H.M. Karis Chocoladefabriek

Leestijd: 8 minuten

Op 29 juni 1899 meldde de Schiedamsche Courant te hebben vernomen dat op het adres Buitenhaven 90 een Chocoladefabriek zou worden gevestigd. Het pand, dat toen nog eigendom was van de firma Ingelse & Co en in vroeger jaren was gebouwd als stoombranderij door de ‘Heeren Jurriaanse’, werd gekocht door de chocoladefabrikant H.M. Karis uit Rotterdam. Het werd per 1 augustus 1899 betrokken en aangepast om te kunnen dienen als chocoladefabriek. H.M. Karis, zijn weduwe althans, kwam zelf ook over uit Rotterdam en vestigde zich aan de Tuinlaan 34 in Schiedam. Hun zoon S.J.M. Karis en zijn echtgenote (M.J.M. Kanters) vestigden zich aan de Tuinlaan 32.

Reclamemateriaal uit de Rotterdamse periode.

Het Begin
H.M. Karis (Hendrikus Marinus), was geboren 23-11-1837 in Delft. Hij was in april 1857 in het huwelijk getreden met C.M.P. van Elsenburg (25-11-1836), die woonachtig was in Amsterdam. Wanneer zij de overstap gemaakt hebben van Amsterdam naar Rotterdam is niet met zekerheid vast te stellen, maar op 19 mei van dat jaar opende hij zijn, zoals het toen nog heette in advertenties, zijn ‘Affaire‘ in Rotterdam aan de Delftschevaart 326.

In september 1858 nam Karis deel aan de ‘Tentoonstelling Van Maatschappijen van Landbouw en Nijverheid‘ in Rotterdam.  Over de presentatie en zijn getoonde producten schreef het ‘Rotterdamsch Nieuwsblad’ het volgende:
“De dessertwerken van H. M. Karis verdienen vooral de aandacht als nieuwe industrie, daar deze zaken vroeger uit Parijs ontvangen werden, doch thans hier en te Amsterdam gefabriceerd en in groote hoeveelheid naar Engeland uitgevoerd worden”.

Overzicht vanaf de Sint-Laurenskerk (1861) van het noordelijk deel van de stad met links de Delftsevaart met aan het einde de Delftsepoort, middenboven de Rotterdamse Schie, en rechts van onder naar boven de Lange Torenstraat en in het verlengde daarvan de Verlaatstraat. Verderop buiten de stadsmuren het Slagveld en de bebouwing langs de Rotterdamse Schie, de Heulbrug en enkele molens.
Foto: Stadsarchief Rotterdam, beeldnr. NL-RtSA_4232_R.I – Fotograaf: Peter Wotke.

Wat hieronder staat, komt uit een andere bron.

mod auth;
mod cli;
mod commands;
mod config;
mod logging;
mod output;

use anyhow::Result;
use clap::Parser;
use colored::Colorize;
use fdmkit_core::ReconcileError;
use tracing::debug;

use cli::{Cli, Commands, OutputFormat};
use output::print_error;

#[tokio::main]
async fn main() {
    let cli = Cli::parse();
    logging::init_tracing(&cli.log_level);

    if let Err(e) = run(cli).await {
        print_error(&format!("{e:#}"));
        std::process::exit(exit_code(&e));
    }
}

/// Exit status for a failed command: 2 when the request itself was at
/// fault, 1 otherwise.
fn exit_code(err: &anyhow::Error) -> i32 {
    match err.chain().find_map(|cause| cause.downcast_ref::<ReconcileError>()) {
        Some(reconcile) => {
            debug!(
                category = %reconcile.category(),
                client_error = reconcile.is_client_error(),
                "command failed"
            );
            if reconcile.is_client_error() { 2 } else { 1 }
        }
        None => 1,
    }
}

async fn run(cli: Cli) -> Result<()> {
    let profile = &cli.profile;
    let profile_cfg = config::load_profile(profile)?;
    let format = cli
        .format
        .or_else(|| profile_cfg.format.as_deref().and_then(OutputFormat::parse_config))
        .unwrap_or_default();

    match &cli.command {
        Commands::Login(args) => {
            let server = config::resolve_server(&cli.server, profile)?;
            commands::auth::login(&server, args, profile).await?;
        }
        Commands::Logout => {
            commands::auth::logout(profile)?;
        }
        Commands::Whoami => {
            commands::auth::whoami(profile)?;
        }
        Commands::Operations => {
            commands::run::list_operations();
        }
        Commands::Config(args) => match &args.command {
            cli::ConfigCommands::Show => {
                let not_set = || "(not set)".to_string();
                println!("{}: {}", "Profile".cyan(), profile);
                println!(
                    "{}: {}",
                    "Server".cyan(),
                    profile_cfg.server.clone().unwrap_or_else(not_set)
                );
                println!(
                    "{}: {}",
                    "Base path".cyan(),
                    profile_cfg
                        .base_path
                        .clone()
                        .unwrap_or_else(|| fdmkit_client::DEFAULT_BASE_PATH.to_string())
                );
                println!(
                    "{}: {}",
                    "Verify TLS".cyan(),
                    profile_cfg.verify_tls.unwrap_or(true)
                );
                println!(
                    "{}: {}",
                    "Timeout (s)".cyan(),
                    profile_cfg
                        .timeout_secs
                        .unwrap_or(fdmkit_client::DEFAULT_TIMEOUT.as_secs())
                );
                println!(
                    "{}: {}",
                    "Format".cyan(),
                    profile_cfg.format.as_deref().unwrap_or("json")
                );
            }
            cli::ConfigCommands::Set(set_args) => {
                let mut cfg = profile_cfg.clone();
                cfg.set(&set_args.key, &set_args.value)?;
                config::save_profile(profile, &cfg)?;
                output::print_success(&format!("Set {} = {}", set_args.key, set_args.value));
            }
        },
        Commands::Run(args) => {
            let server = config::resolve_server(&cli.server, profile)?;
            let client = commands::connect(&server, profile)?;
            let result = commands::run::run(&client, args, format).await;
            commands::persist_refreshed_session(&client, profile).await?;
            result?;
        }
        Commands::Resource(args) => {
            let server = config::resolve_server(&cli.server, profile)?;
            let client = commands::connect(&server, profile)?;
            let result = commands::resource::run(&client, args, format).await;
            commands::persist_refreshed_session(&client, profile).await?;
            result?;
        }
    }

    Ok(())
}
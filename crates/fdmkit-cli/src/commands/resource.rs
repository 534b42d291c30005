use anyhow::Result;
use fdmkit_client::FdmClient;
use fdmkit_core::models::{
    InternalCertificate, NetworkObject, RadiusIdentitySource, SecurityIntelligenceNetworkPolicy,
};
use fdmkit_core::{ConfigObject, ConfigResource, ResourceClient, ResourceOperation};
use serde_json::Value;

use crate::cli::{OutputFormat, ResourceArgs, ResourceKind};
use crate::commands::{parse_params, read_data};
use crate::output::print_result;

pub async fn run(client: &FdmClient, args: &ResourceArgs, format: OutputFormat) -> Result<()> {
    let params = build_params(args)?;
    let operation = ResourceOperation::from(args.operation);

    let (response, changed) = match args.kind {
        ResourceKind::NetworkObject => execute::<NetworkObject>(client, operation, &params).await?,
        ResourceKind::RadiusIdentitySource => {
            execute::<RadiusIdentitySource>(client, operation, &params).await?
        }
        ResourceKind::InternalCertificate => {
            execute::<InternalCertificate>(client, operation, &params).await?
        }
        ResourceKind::SecurityIntelligenceNetworkPolicy => {
            execute::<SecurityIntelligenceNetworkPolicy>(client, operation, &params).await?
        }
    };

    print_result(&response, changed, format);
    Ok(())
}

async fn execute<R: ConfigResource>(
    client: &FdmClient,
    operation: ResourceOperation,
    params: &ConfigObject,
) -> Result<(Value, bool)> {
    let mut resources = ResourceClient::<R, _>::new(client.refreshing());
    let response = resources.execute(operation, params).await?;
    Ok((response, resources.config_changed()))
}

/// Parameter object for `ResourceClient::execute`. Paging values are
/// numeric, everything else is passed as a string.
fn build_params(args: &ResourceArgs) -> Result<ConfigObject> {
    let mut params = ConfigObject::new();
    for (key, value) in parse_params(&args.params)? {
        let value = match key.as_str() {
            "offset" | "limit" => Value::from(
                value
                    .parse::<u64>()
                    .map_err(|_| anyhow::anyhow!("{key} must be a non-negative integer"))?,
            ),
            _ => Value::String(value),
        };
        params.insert(key, value);
    }
    if let Some(path) = &args.data {
        params.insert("data".to_string(), Value::Object(read_data(path)?));
    }
    Ok(params)
}
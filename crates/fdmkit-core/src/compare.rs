//! Structural equality of configuration objects.
//!
//! Two objects are equal when they agree on every field that is set on
//! either side, ignoring server bookkeeping ([`IGNORED_FIELDS`]) and values
//! that are falsy (empty, `false`, zero, null). Nested objects are compared
//! recursively under the same rules; arrays and scalars compare exactly and
//! arrays are order-sensitive.

use serde_json::Value;

use crate::error::Result;
use crate::object::{ConfigObject, IGNORED_FIELDS, as_object, is_falsy};

/// Compares two JSON values that must both be objects.
///
/// # Errors
///
/// Returns `ReconcileError::TypeMismatch` if either argument is not an object.
pub fn equal_objects(a: &Value, b: &Value) -> Result<bool> {
    let a = as_object(a, "first argument")?;
    let b = as_object(b, "second argument")?;
    Ok(objects_equal(a, b))
}

/// Compares two objects. Infallible form of [`equal_objects`].
#[must_use]
pub fn objects_equal(a: &ConfigObject, b: &ConfigObject) -> bool {
    if significant_fields(a).count() != significant_fields(b).count() {
        return false;
    }

    significant_fields(a).all(|(key, value1)| match b.get(key) {
        Some(value2) if !is_falsy(value2) => values_equal(value1, value2),
        _ => false,
    })
}

fn significant_fields(obj: &ConfigObject) -> impl Iterator<Item = (&String, &Value)> {
    obj.iter()
        .filter(|(k, v)| !IGNORED_FIELDS.contains(&k.as_str()) && !is_falsy(v))
}

fn values_equal(a: &Value, b: &Value) -> bool {
    match (a, b) {
        (Value::Object(a), Value::Object(b)) => objects_equal(a, b),
        (Value::Number(x), Value::Number(y)) => x.is_f64() == y.is_f64() && x == y,
        (Value::String(_), Value::String(_))
        | (Value::Bool(_), Value::Bool(_))
        | (Value::Array(_), Value::Array(_))
        | (Value::Null, Value::Null) => a == b,
        _ => false,
    }
}

#[cfg(test)]
mod tests {
    use super::*;
    use crate::error::ReconcileError;
    use serde_json::json;

    #[test]
    fn test_non_objects_are_rejected() {
        let err = equal_objects(&json!([]), &json!({})).unwrap_err();
        assert!(matches!(err, ReconcileError::TypeMismatch(_)));
        assert!(equal_objects(&json!({}), &json!("x")).is_err());
    }

    #[test]
    fn test_reflexive_and_symmetric() {
        let a = json!({"name": "n", "value": "10.0.0.1", "nested": {"k": [1, 2]}});
        let b = json!({"name": "n", "value": "10.0.0.2", "nested": {"k": [1, 2]}});
        assert!(equal_objects(&a, &a).unwrap());
        assert_eq!(
            equal_objects(&a, &b).unwrap(),
            equal_objects(&b, &a).unwrap()
        );
        assert!(!equal_objects(&a, &b).unwrap());
    }

    #[test]
    fn test_ignored_fields_do_not_matter() {
        let desired = json!({"name": "n", "subType": "HOST"});
        let existing = json!({
            "name": "n",
            "subType": "HOST",
            "id": "123",
            "version": "abc",
            "isSystemDefined": true,
            "links": {"self": "https://fdm/api/object/networks/123"}
        });
        assert!(equal_objects(&desired, &existing).unwrap());
    }

    #[test]
    fn test_falsy_fields_do_not_matter() {
        let a = json!({"name": "n"});
        let b = json!({"name": "n", "description": "", "tags": [], "enabled": false, "port": 0, "x": null, "o": {}});
        assert!(equal_objects(&a, &b).unwrap());
        assert!(equal_objects(&b, &a).unwrap());
    }

    #[test]
    fn test_types_are_strict() {
        assert!(!equal_objects(&json!({"n": "1"}), &json!({"n": 1})).unwrap());
        assert!(!equal_objects(&json!({"n": 1}), &json!({"n": 1.0})).unwrap());
        assert!(!equal_objects(&json!({"n": true}), &json!({"n": 1})).unwrap());
        assert!(equal_objects(&json!({"n": 1}), &json!({"n": 1})).unwrap());
    }

    #[test]
    fn test_nested_objects_ignore_bookkeeping() {
        let a = json!({"name": "n", "ref": {"id": "1", "type": "networkobject", "name": "x"}});
        let b = json!({"name": "n", "ref": {"id": "2", "version": "v", "type": "networkobject", "name": "x"}});
        assert!(equal_objects(&a, &b).unwrap());
    }

    #[test]
    fn test_arrays_are_order_sensitive() {
        let a = json!({"name": "n", "ports": [1, 2]});
        let b = json!({"name": "n", "ports": [2, 1]});
        assert!(!equal_objects(&a, &b).unwrap());
    }

    #[test]
    fn test_missing_key_on_either_side() {
        let a = json!({"name": "n", "description": "d"});
        let b = json!({"name": "n", "value": "v"});
        assert!(!equal_objects(&a, &b).unwrap());
        assert!(!equal_objects(&json!({"name": "n"}), &json!({"name": "n", "value": "v"})).unwrap());
    }
}
//! Transport abstraction.
//!
//! The core never talks HTTP itself. Every remote call goes through a
//! [`Transport`], which takes an [`ApiRequest`] and returns the decoded JSON
//! response or a [`ReconcileError`]. Non-2xx responses must be reported as
//! [`ReconcileError::Api`] so the reconciler can recognise the few remote
//! conditions it recovers from.

use std::collections::BTreeMap;
use std::fmt;
use std::str::FromStr;
use std::sync::Arc;

use async_trait::async_trait;
use serde_json::Value;

use crate::error::{ReconcileError, Result};
use crate::object::ConfigObject;

/// Path or query parameters, keyed by name.
pub type Params = BTreeMap<String, String>;

/// HTTP methods used by the FDM API.
#[derive(Debug, Clone, Copy, PartialEq, Eq, Hash)]
pub enum HttpMethod {
    Get,
    Post,
    Put,
    Delete,
}

impl HttpMethod {
    /// Upper-case wire name.
    #[must_use]
    pub fn as_str(&self) -> &'static str {
        match self {
            Self::Get => "GET",
            Self::Post => "POST",
            Self::Put => "PUT",
            Self::Delete => "DELETE",
        }
    }

    /// Whether a call with this method changes remote state.
    #[must_use]
    pub fn is_mutating(&self) -> bool {
        !matches!(self, Self::Get)
    }
}

impl fmt::Display for HttpMethod {
    fn fmt(&self, f: &mut fmt::Formatter<'_>) -> fmt::Result {
        f.write_str(self.as_str())
    }
}

impl FromStr for HttpMethod {
    type Err = ReconcileError;

    fn from_str(s: &str) -> Result<Self> {
        match s.to_ascii_uppercase().as_str() {
            "GET" => Ok(Self::Get),
            "POST" => Ok(Self::Post),
            "PUT" => Ok(Self::Put),
            "DELETE" => Ok(Self::Delete),
            other => Err(ReconcileError::validation(format!(
                "unsupported HTTP method: {other}"
            ))),
        }
    }
}

/// A single call against the API.
#[derive(Debug, Clone, PartialEq)]
pub struct ApiRequest {
    /// Path relative to the API base, with `{name}` placeholders.
    pub url_path: String,
    pub method: HttpMethod,
    pub body: Option<Value>,
    pub path_params: Params,
    pub query_params: Params,
}

impl ApiRequest {
    /// Creates a request without body or parameters.
    #[must_use]
    pub fn new(method: HttpMethod, url_path: impl Into<String>) -> Self {
        Self {
            url_path: url_path.into(),
            method,
            body: None,
            path_params: Params::new(),
            query_params: Params::new(),
        }
    }

    #[must_use]
    pub fn get(url_path: impl Into<String>) -> Self {
        Self::new(HttpMethod::Get, url_path)
    }

    #[must_use]
    pub fn post(url_path: impl Into<String>) -> Self {
        Self::new(HttpMethod::Post, url_path)
    }

    #[must_use]
    pub fn put(url_path: impl Into<String>) -> Self {
        Self::new(HttpMethod::Put, url_path)
    }

    #[must_use]
    pub fn delete(url_path: impl Into<String>) -> Self {
        Self::new(HttpMethod::Delete, url_path)
    }

    /// Sets the JSON body.
    #[must_use]
    pub fn with_body(mut self, body: ConfigObject) -> Self {
        self.body = Some(Value::Object(body));
        self
    }

    /// Replaces the path parameters.
    #[must_use]
    pub fn with_path_params(mut self, params: Params) -> Self {
        self.path_params = params;
        self
    }

    /// Adds a single path parameter.
    #[must_use]
    pub fn with_path_param(mut self, name: impl Into<String>, value: impl Into<String>) -> Self {
        self.path_params.insert(name.into(), value.into());
        self
    }

    /// Replaces the query parameters.
    #[must_use]
    pub fn with_query_params(mut self, params: Params) -> Self {
        self.query_params = params;
        self
    }

    /// The URL path with every placeholder substituted.
    pub fn rendered_path(&self) -> Result<String> {
        render_path(&self.url_path, &self.path_params)
    }
}

/// Substitutes `{name}` placeholders in `url_path` with values from `params`.
///
/// # Errors
///
/// Returns `ReconcileError::Validation` if a placeholder has no value, a
/// placeholder is unterminated, or a value contains `/`.
pub fn render_path(url_path: &str, params: &Params) -> Result<String> {
    let mut out = String::with_capacity(url_path.len());
    let mut rest = url_path;

    while let Some(start) = rest.find('{') {
        out.push_str(&rest[..start]);
        let after = &rest[start + 1..];
        let end = after.find('}').ok_or_else(|| {
            ReconcileError::validation(format!("unterminated placeholder in {url_path}"))
        })?;
        let name = &after[..end];
        let value = params.get(name).ok_or_else(|| {
            ReconcileError::validation(format!(
                "missing path parameter '{name}' for {url_path}"
            ))
        })?;
        if value.contains('/') {
            return Err(ReconcileError::validation(format!(
                "path parameter '{name}' must not contain '/'"
            )));
        }
        out.push_str(value);
        rest = &after[end + 1..];
    }
    out.push_str(rest);
    Ok(out)
}

/// The sole transport primitive the core depends on.
///
/// Implementations perform exactly one network request per call and never
/// retry on their own; retry policy lives in [`crate::auth`].
#[async_trait]
pub trait Transport: Send + Sync {
    /// Sends a request and returns the decoded JSON response.
    ///
    /// # Errors
    ///
    /// Returns `ReconcileError::Api` for non-2xx responses and
    /// `ReconcileError::Transport` for network failures, timeouts and
    /// malformed responses.
    async fn send_request(&self, request: &ApiRequest) -> Result<Value>;
}

#[async_trait]
impl<T: Transport + ?Sized> Transport for Arc<T> {
    async fn send_request(&self, request: &ApiRequest) -> Result<Value> {
        (**self).send_request(request).await
    }
}

#[async_trait]
impl<T: Transport + ?Sized> Transport for &T {
    async fn send_request(&self, request: &ApiRequest) -> Result<Value> {
        (**self).send_request(request).await
    }
}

In 1872 diende Karis een verzoek in bij de Gemeente Rotterdam voor de plaatsing van een Locomobiel (verplaatsbare 3 pk. stoommachine) in een pand aan de Verlaatstraat. In personeelsadvertenties presenteert hij het bedrijf als ‘Stoomfabriek van Suikerwerken H.M. Karis‘. In april 1883 breidde hij zijn pand aan de Delfschevaart 132 uit door een belendend pand (134) te kopen. Hij plaatste daarin een stoommachine van 30 pk. De stoommachine van 10 pk in zijn oude pand verving hij door een machine van 25 pk. Op 1 december 1884 werd zijn handelsmerk gepubliceerd in ‘De Staatscourant‘, waarin een uitvoerige beschrijving te vinden is van zijn etiketten.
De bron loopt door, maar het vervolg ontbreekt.